Hey everyone. Unlike last year, I didn’t attend any film festivals, so I didn’t get a chance to see quite as many movies this year. Still, saw some great ones!
Lots of films and TV shows with a strong “rich people suck” theme this year, which I love to see although some of you might consider it socialist propaganda. I feel like Chris Cooper in Little Women was the only rich person in a 2019 film who wasn’t a total dick.
I’ll link here the annual box office and give my usual exhortation – everyone, please go see a few movies next year that weren’t made by the Walt Disney Corporation. You can give them your money too – I saw all the Marvel films this year and I’ll probably get around to seeing the new Star Wars. But everyone who is not Disney needs your support, because we’re heading for a future where the Mouse completely owns the multiplex and everything else just gets dropped unceremoniously on streaming.
- Midsommar. It’s strange, I didn’t walk out of the theater thinking Midsommar would be my best loved movie of the year. I thought it was a well-constructed horror film but short of greatness. However, after several months of thinking about it at odd times, I watched it a second time and am now convinced it’s a stone cold classic with a lot to say about our need for community in our lives to help us through hard times. Also the bear gets me every time.
- Parasite. Lots of 2019 movies commented on economic equality but none so incisively as Parasite. It’s funny, it’s thrilling, it’ll keep you on the edge of your seat and then get you fired up to vote in the next election.
- Knives Out. I know it’s irritating when people brag that they were “into X before it was cool” but I just want to say I’ve been hyping Rian Johnson since Brick came out in 2005. Like Parasite, Knives Out manages to sneak in some clever observations on class in with the fun parts. It’s the best murder “whodunnit” of all time.
- Booksmart. Hilarious teen comedy, perhaps my favorite since Ten Things I Hate About You. The box office on this one was really disappointing – don’t people like funny movies anymore?
- Little Women.
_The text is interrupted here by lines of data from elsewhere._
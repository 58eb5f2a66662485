//! Assistant
//!
//! AI collaborators used by the storefront: cover art generation and the shop-keeper chat. Both
//! are traits so the storefront can run against the Gemini client, a mock, or nothing at all.
//! Nothing in here is consulted when pricing a cart.

use async_trait::async_trait;
use mockall::automock;
use thiserror::Error;

pub mod chat;
pub mod covers;
pub mod gemini;

pub use chat::{ChatMessage, ChatRole, ChatSession, Concierge};
pub use covers::{CoverJob, CoverUpdate, CoverWarmup, WarmupDelays, WarmupSummary};
pub use gemini::{GeminiClient, GeminiConfig};

/// Errors that can occur when talking to an AI backend.
#[derive(Debug, Error)]
pub enum AssistantError {
    /// An HTTP transport or serialization error occurred.
    #[error("http error: {0}")]
    Http(#[from] reqwest::Error),

    /// The backend returned a non-2xx response or an unexpected body.
    #[error("unexpected response from backend: {0}")]
    UnexpectedResponse(String),

    /// The backend answered without any usable content.
    #[error("backend returned an empty response")]
    EmptyResponse,
}

/// Generates cover artwork.
#[automock]
#[async_trait]
pub trait CoverGenerator: Send + Sync {
    /// Generate a cover for the given prompt, returning an image URL (possibly a data URL).
    async fn generate_cover(&self, prompt: &str) -> Result<String, AssistantError>;
}

/// Answers chat messages.
#[automock]
#[async_trait]
pub trait ChatBackend: Send + Sync {
    /// Reply to the last user message in `history`.
    async fn reply(
        &self,
        system_instruction: &str,
        history: &[ChatMessage],
    ) -> Result<String, AssistantError>;
}
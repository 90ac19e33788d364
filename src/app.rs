use axum::{
    extract::DefaultBodyLimit,
    http::HeaderValue,
    routing::{get, post},
    Router,
};
use std::sync::Arc;
use tower::ServiceBuilder;
use tower_http::{
    cors::{Any, CorsLayer},
    trace::TraceLayer,
};
use tracing::warn;

use crate::auth::AuthHandler;
use crate::background::BackgroundTasks;
use crate::config::{AppConfig, SecurityConfig};
use crate::database::DocumentStore;
use crate::handlers;
use crate::media::{MediaUploader, UploadOptions};
use crate::services::{CarService, UserService};

/// Shared by every handler. Cheap to clone.
#[derive(Clone)]
pub struct AppState {
    pub cars: Arc<CarService>,
    pub users: Arc<UserService>,
    pub auth: Arc<AuthHandler>,
    pub store: Arc<dyn DocumentStore>,
}

impl AppState {
    pub fn new(
        store: Arc<dyn DocumentStore>,
        auth: Arc<AuthHandler>,
        media: Arc<dyn MediaUploader>,
        background: BackgroundTasks,
        upload_options: UploadOptions,
    ) -> Self {
        let cars = CarService::new(
            Arc::clone(&store),
            Arc::clone(&auth),
            media,
            background,
            upload_options,
        );
        let users = UserService::new(Arc::clone(&store), Arc::clone(&auth));

        Self {
            cars: Arc::new(cars),
            users: Arc::new(users),
            auth,
            store,
        }
    }
}

pub fn router(state: AppState, config: &AppConfig) -> Router {
    Router::new()
        .route("/", get(handlers::root::root))
        .route("/health", get(handlers::root::health))
        .merge(car_routes())
        .merge(user_routes())
        .layer(
            ServiceBuilder::new()
                .layer(TraceLayer::new_for_http())
                .layer(cors_layer(&config.security))
                .layer(DefaultBodyLimit::max(config.server.max_request_size_bytes)),
        )
        .with_state(state)
}

fn car_routes() -> Router<AppState> {
    use handlers::cars;

    Router::new()
        .route("/cars", get(cars::list).post(cars::create))
        .route(
            "/cars/:car_id",
            get(cars::get).put(cars::update).delete(cars::delete),
        )
}

fn user_routes() -> Router<AppState> {
    use handlers::users;

    Router::new()
        .route("/users/register", post(users::register))
        .route("/users/login", post(users::login))
        .route("/users/me", get(users::me))
}

fn cors_layer(security: &SecurityConfig) -> CorsLayer {
    if security.cors_origins.iter().any(|origin| origin == "*") {
        return CorsLayer::permissive();
    }

    let origins: Vec<HeaderValue> = security
        .cors_origins
        .iter()
        .filter_map(|origin| match HeaderValue::from_str(origin) {
            Ok(value) => Some(value),
            Err(_) => {
                warn!("Ignoring invalid CORS origin {:?}", origin);
                None
            }
        })
        .collect();

    CorsLayer::new()
        .allow_origin(origins)
        .allow_methods(Any)
        .allow_headers(Any)
}
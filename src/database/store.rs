use async_trait::async_trait;
use serde::{Deserialize, Serialize};
use serde_json::{Map, Value};
use std::fmt;
use uuid::Uuid;

use crate::database::manager::DatabaseError;

/// Named document collections
#[derive(Debug, Clone, Copy, PartialEq, Eq, Hash, Serialize, Deserialize)]
#[serde(rename_all = "lowercase")]
pub enum Collection {
    Users,
    Cars,
}

impl Collection {
    pub const ALL: [Collection; 2] = [Collection::Users, Collection::Cars];

    /// Table name; also the `$ref` value written into links
    pub fn table_name(self) -> &'static str {
        match self {
            Collection::Users => "users",
            Collection::Cars => "cars",
        }
    }

    pub fn from_table_name(name: &str) -> Option<Self> {
        Self::ALL.into_iter().find(|c| c.table_name() == name)
    }
}

impl fmt::Display for Collection {
    fn fmt(&self, f: &mut fmt::Formatter<'_>) -> fmt::Result {
        f.write_str(self.table_name())
    }
}

/// Untyped access to JSON documents keyed by UUID.
///
/// Implementations must be safe to share across request tasks. No method
/// spans more than one document, so callers composing several writes get no
/// atomicity between them.
#[async_trait]
pub trait DocumentStore: Send + Sync {
    async fn get(&self, collection: Collection, id: Uuid) -> Result<Option<Value>, DatabaseError>;

    /// Every document in insertion order
    async fn find_all(&self, collection: Collection) -> Result<Vec<Value>, DatabaseError>;

    /// First document whose top-level string `field` equals `value`
    async fn find_one_by(
        &self,
        collection: Collection,
        field: &str,
        value: &str,
    ) -> Result<Option<Value>, DatabaseError>;

    /// Fails with `Conflict` if the id is taken
    async fn insert(&self, collection: Collection, id: Uuid, doc: Value) -> Result<(), DatabaseError>;

    /// Insert or fully replace
    async fn upsert(&self, collection: Collection, id: Uuid, doc: Value) -> Result<(), DatabaseError>;

    /// Shallow-merge `patch` over the stored document. `None` if the id is absent.
    async fn merge_update(
        &self,
        collection: Collection,
        id: Uuid,
        patch: Map<String, Value>,
    ) -> Result<Option<Value>, DatabaseError>;

    /// `true` if a document was removed
    async fn delete(&self, collection: Collection, id: Uuid) -> Result<bool, DatabaseError>;

    async fn ping(&self) -> Result<(), DatabaseError>;
}

#[cfg(test)]
mod tests {
    use super::*;

    #[test]
    fn table_names_round_trip() {
        for collection in Collection::ALL {
            assert_eq!(Collection::from_table_name(collection.table_name()), Some(collection));
        }
        assert_eq!(Collection::from_table_name("trucks"), None);
        assert_eq!(Collection::Cars.to_string(), "cars");
    }
}
pub mod link;
pub mod manager;
pub mod memory;
pub mod models;
pub mod postgres;
pub mod repository;
pub mod store;

pub use link::Link;
pub use manager::{DatabaseError, DatabaseManager};
pub use memory::MemoryDocumentStore;
pub use postgres::PgDocumentStore;
pub use repository::{Document, LinkedDocument, Repository, WriteRule};
pub use store::{Collection, DocumentStore};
Adaptation is difficult – how do you create a new take on a book that’s been adapted several times in the past, while still remaining faithful to the spirit of the original? Apparently the answer is to hand the project to Greta Gerwig.
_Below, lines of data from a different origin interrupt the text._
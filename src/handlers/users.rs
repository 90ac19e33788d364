// handlers/users.rs - account registration and token acquisition

use axum::extract::{rejection::JsonRejection, State};
use axum::Json;

use crate::app::AppState;
use crate::database::models::{LoginRequest, RegisterUser, UserProfile};
use crate::error::ApiError;
use crate::middleware::{ApiResponse, ApiResult, AuthUser};
use crate::services::TokenResponse;

/// POST /users/register
pub async fn register(
    State(state): State<AppState>,
    payload: Result<Json<RegisterUser>, JsonRejection>,
) -> ApiResult<UserProfile> {
    let Json(registration) = payload.map_err(|e| ApiError::invalid_json(e.body_text()))?;
    let profile = state.users.register(registration).await?;
    Ok(ApiResponse::created(profile))
}

/**
 * POST /users/login - exchange username and password for a bearer token
 *
 * ```json
 * { "token": "eyJhbGciOiJIUzI1NiI...", "token_type": "bearer", "expires_in": 86400 }
 * ```
 */
pub async fn login(
    State(state): State<AppState>,
    payload: Result<Json<LoginRequest>, JsonRejection>,
) -> ApiResult<TokenResponse> {
    let Json(request) = payload.map_err(|e| ApiError::invalid_json(e.body_text()))?;
    Ok(ApiResponse::success(state.users.login(request).await?))
}

/// GET /users/me
pub async fn me(State(state): State<AppState>, user: AuthUser) -> ApiResult<UserProfile> {
    Ok(ApiResponse::success(state.users.profile(user.user_id).await?))
}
- The Farewell. Like Midsommar, an interesting contrast between the isolating nature of American individualism and the community/family first ethos of other cultures.
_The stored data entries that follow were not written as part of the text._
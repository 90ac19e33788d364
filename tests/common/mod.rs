#![allow(dead_code)]

use std::sync::atomic::{AtomicUsize, Ordering};
use std::sync::Arc;

use anyhow::{Context, Result};
use async_trait::async_trait;
use reqwest::multipart::{Form, Part};
use reqwest::StatusCode;
use serde_json::{json, Value};
use tokio::sync::mpsc;

use cars_api::app::{self, AppState};
use cars_api::auth::AuthHandler;
use cars_api::background::{BackgroundTasks, EnrichmentError, EnrichmentJob, Enricher};
use cars_api::config::AppConfig;
use cars_api::database::MemoryDocumentStore;
use cars_api::media::{MediaUploader, Picture, UploadError, UploadOptions, UploadedImage};

pub const PICTURE_URL: &str = "https://res.cloudinary.com/demo/image/upload/FARM2/corolla.jpg";
pub const PASSWORD: &str = "correct horse battery";

#[derive(Clone, Copy, PartialEq, Eq)]
pub enum Upload {
    Succeeds,
    Fails,
}

struct StubUploader {
    behavior: Upload,
    calls: Arc<AtomicUsize>,
}

#[async_trait]
impl MediaUploader for StubUploader {
    async fn upload(
        &self,
        picture: Picture,
        _options: &UploadOptions,
    ) -> Result<UploadedImage, UploadError> {
        self.calls.fetch_add(1, Ordering::SeqCst);
        if picture.data.is_empty() {
            return Err(UploadError::EmptyPayload);
        }
        match self.behavior {
            Upload::Succeeds => Ok(UploadedImage {
                url: PICTURE_URL.to_string(),
                public_id: Some("FARM2/corolla".to_string()),
            }),
            Upload::Fails => Err(UploadError::Rejected {
                status: 500,
                message: "cloud is down".to_string(),
            }),
        }
    }
}

struct RecordingEnricher(mpsc::UnboundedSender<EnrichmentJob>);

#[async_trait]
impl Enricher for RecordingEnricher {
    async fn enrich(&self, job: EnrichmentJob) -> Result<(), EnrichmentError> {
        let _ = self.0.send(job);
        Ok(())
    }
}

/// The real router on a free port, backed by the in-memory store with the
/// picture host and the enricher stubbed out.
pub struct TestServer {
    pub base_url: String,
    pub client: reqwest::Client,
    pub uploads: Arc<AtomicUsize>,
    pub jobs: mpsc::UnboundedReceiver<EnrichmentJob>,
}

impl TestServer {
    pub async fn start(upload: Upload) -> Result<Self> {
        // Pick an unused port for isolation
        let port = portpicker::pick_unused_port().context("failed to pick free port")?;
        let base_url = format!("http://127.0.0.1:{}", port);

        let config = AppConfig::from_env();
        let store = Arc::new(MemoryDocumentStore::new());
        let auth = Arc::new(AuthHandler::new("integration-test-secret", 1)?);
        let uploads = Arc::new(AtomicUsize::new(0));
        let media = Arc::new(StubUploader {
            behavior: upload,
            calls: uploads.clone(),
        });
        let (seen, jobs) = mpsc::unbounded_channel();
        let (background, _worker) = BackgroundTasks::spawn(Arc::new(RecordingEnricher(seen)));

        let state = AppState::new(
            store,
            auth,
            media,
            background,
            UploadOptions::from_config(&config.media),
        );
        let router = app::router(state, &config);

        let listener = tokio::net::TcpListener::bind(("127.0.0.1", port))
            .await
            .with_context(|| format!("failed to bind port {}", port))?;
        tokio::spawn(async move {
            let _ = axum::serve(listener, router).await;
        });

        Ok(Self {
            base_url,
            client: reqwest::Client::new(),
            uploads,
            jobs,
        })
    }

    pub fn url(&self, path: &str) -> String {
        format!("{}{}", self.base_url, path)
    }

    /// Register `username` and log in; returns the user id and bearer token
    pub async fn register_and_login(&self, username: &str) -> Result<(String, String)> {
        let res = self
            .client
            .post(self.url("/users/register"))
            .json(&json!({
                "username": username,
                "email": format!("{}@example.com", username),
                "password": PASSWORD,
            }))
            .send()
            .await?;
        anyhow::ensure!(
            res.status() == StatusCode::CREATED,
            "register failed: {}",
            res.status()
        );
        let profile: Value = res.json().await?;
        let user_id = profile["id"]
            .as_str()
            .context("profile without id")?
            .to_string();

        let res = self
            .client
            .post(self.url("/users/login"))
            .json(&json!({ "username": username, "password": PASSWORD }))
            .send()
            .await?;
        anyhow::ensure!(res.status() == StatusCode::OK, "login failed: {}", res.status());
        let body: Value = res.json().await?;
        let token = body["token"].as_str().context("login without token")?.to_string();

        Ok((user_id, token))
    }

    pub async fn create_car(&self, token: &str, form: Form) -> Result<reqwest::Response> {
        Ok(self
            .client
            .post(self.url("/cars"))
            .bearer_auth(token)
            .multipart(form)
            .send()
            .await?)
    }

    pub async fn car_count(&self) -> Result<usize> {
        let cars: Vec<Value> = self.client.get(self.url("/cars")).send().await?.json().await?;
        Ok(cars.len())
    }
}

/// The reference listing: a 2020 Toyota Corolla
pub fn corolla_form() -> Result<Form> {
    car_form(&[
        ("brand", "Toyota"),
        ("make", "Corolla"),
        ("year", "2020"),
        ("cm3", "1800"),
        ("km", "500"),
        ("price", "18000"),
    ])
}

pub fn car_form(fields: &[(&str, &str)]) -> Result<Form> {
    let mut form = Form::new();
    for (name, value) in fields {
        form = form.text(name.to_string(), value.to_string());
    }
    let picture = Part::bytes(b"\xff\xd8\xff\xe0 not really a jpeg".to_vec())
        .file_name("corolla.jpg")
        .mime_str("image/jpeg")?;
    Ok(form.part("picture", picture))
}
- A Hidden Life. It’s a three hour Terrence Malick film so I wouldn’t recommend it to non-cinephiles, but Malick’s dreamy scenery and long takes of people farming puts me in a perfect state of zen that holds steady even when the movie shifts to Nazi prisons.
- JoJo Rabbit. Definitely the least critically acclaimed film on my list. Critics found it tonally inconsistent and schmaltzy. I thought it was hilarious and moving. It lacks subtlety but makes up for it in punch.
- Under the Silver Lake. Another one with polarized reviews, no one seemed sure to what extent the movie sides with its asshole of a protagonist. I thought it was an intelligent satire of disaffected young men who spend too much time looking for messages encoded in the world. A Foucault’s Pendulum for the modern era.
- High Flying Bird. Steven Soderbergh always makes movies look great even when he’s shooting on an iPhone, but what I really want to highlight is the Sorkin-esque screenplay from Moonlight author Tarrell Alvin McCraney. This bird really flew under the radar (the Netflix release never helps).
I also enjoyed, in rough order: Ruben Brandt Collector, The Lighthouse, Wild Rose, Uncut Gems, The Irishman, Hustlers, Once Upon a Time in Hollywood, Pain and Glory, Us, Alita: Battle Angel, Cold Pursuit, Avengers Endgame, Driven, El Camino, Ad Astra, Greta, The Nightingale, Fast Color, Velvet Buzzsaw, The Souvenir, Ford vs Ferrari, Diane, Triple Frontier, and the Deadwood movie.
Best Action of the Year: Bad year for action movies. I liked Alita: Battle Angel, Cold Pursuit and John Wick 3, but I have to give the nod to the last ten minutes of Once Upon a Time in Hollywood.
Best Rom-Com of the Year: Some passable entries with Long Shot and Always be my Maybe, but this genre continues to sadly fade away. For example, look at all the movies on this list that aren’t actually rom-coms!
Still want to see: Portrait of a Lady on Fire, 1917, Ash is Purest White, Her Smell, A Beautiful Day in the Neighborhood, Toy Story 4, Shadow, Atlantics, Synonyms, Honeyland, Transit, The Last Black Man in San Francisco.